Semaglutide is a synthetic and longer-lasting version of glucagon-like peptide 1 (GLP-1), a hormone that helps regulate our insulin production and appetite, among other things. Developed by Novo Nordisk, it was first approved to manage type 2 diabetes in 2017 under the brand name Ozempic and later approved as the higher-dose formulation Wegovy in 2021 for obesity. Newer GLP-1s like semaglutide and similar drugs have proven to be much more effective at helping people lose weight than diet and exercise alone or past obesity medications (in clinical trials of Wegovy, people have lost around 15% of their baseline weight).
While the primary cells that produce and respond to GLP-1 are found in the gut, there are also GLP-1 related cells in the brain. It’s thought that these drugs work to tamp down appetite not only by physically affecting the digestive tract, such as by slowing digestion, but by interacting with these brain cells as well. And that’s led to speculation that these drugs could reduce people’s cravings for things besides food.
Studies have found that semaglutide can lead to reduced alcohol and drug consumption in lab animals, for instance. And in the wake of the rapid rise in popularity for these drugs, there have been anecdotal reports of people drinking or gambling less often after they began to take semaglutide. But this new study, published Monday in the Journal of Clinical Psychiatry, seems one of the first to formally document some of these reports.
The authors tracked down six cases of patients who were prescribed semaglutide for weight loss but were also previously diagnosed with alcohol use disorder, defined as an inability to control their drinking despite harmful consequences for themselves or others. All of the patients seemed to experience a clear reduction in their alcohol-related symptoms, the team found, even those who didn’t lose much weight while taking semaglutide.
“This case series is consistent with preclinical data and suggests that GLP-1RAs have strong potential in the treatment of [alcohol use disorder],” the study authors wrote.
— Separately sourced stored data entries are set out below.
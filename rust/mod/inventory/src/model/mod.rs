mod label;
mod migration;
mod product;
mod rack;

pub use label::*;
pub use migration::*;
pub use product::*;
pub use rack::*;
The researchers are from the University of Oklahoma School of Community Medicine and the Oklahoma State University Center for Health Sciences. Some of them have already started to recruit patients with alcohol use disorder for a randomized clinical trial of semaglutide, while the National Institute on Drug Abuse is funding and conducting its own sister trial.
Novo Nordisk would have to apply for regulatory approval of any new indication of semaglutide, including alcohol use disorder. And it’s not certain that current and future trials, even with positive data, would lead to the drug officially becoming a treatment for the condition. But there are only three formally approved medications for alcohol use disorder currently, which all seem to have modest effectiveness at best. So even showing that semaglutide and other GLP-1s can be an effective, if off-label, option for these patients would still be worthwhile.
“This research marks a significant step forward in our understanding of the potential therapeutic applications of semaglutide in the field of addiction medicine,” said lead author Jesse Richards, director of Obesity Medicine and assistant professor of Medicine at OU-TU School of Community Medicine, in a statement from the university.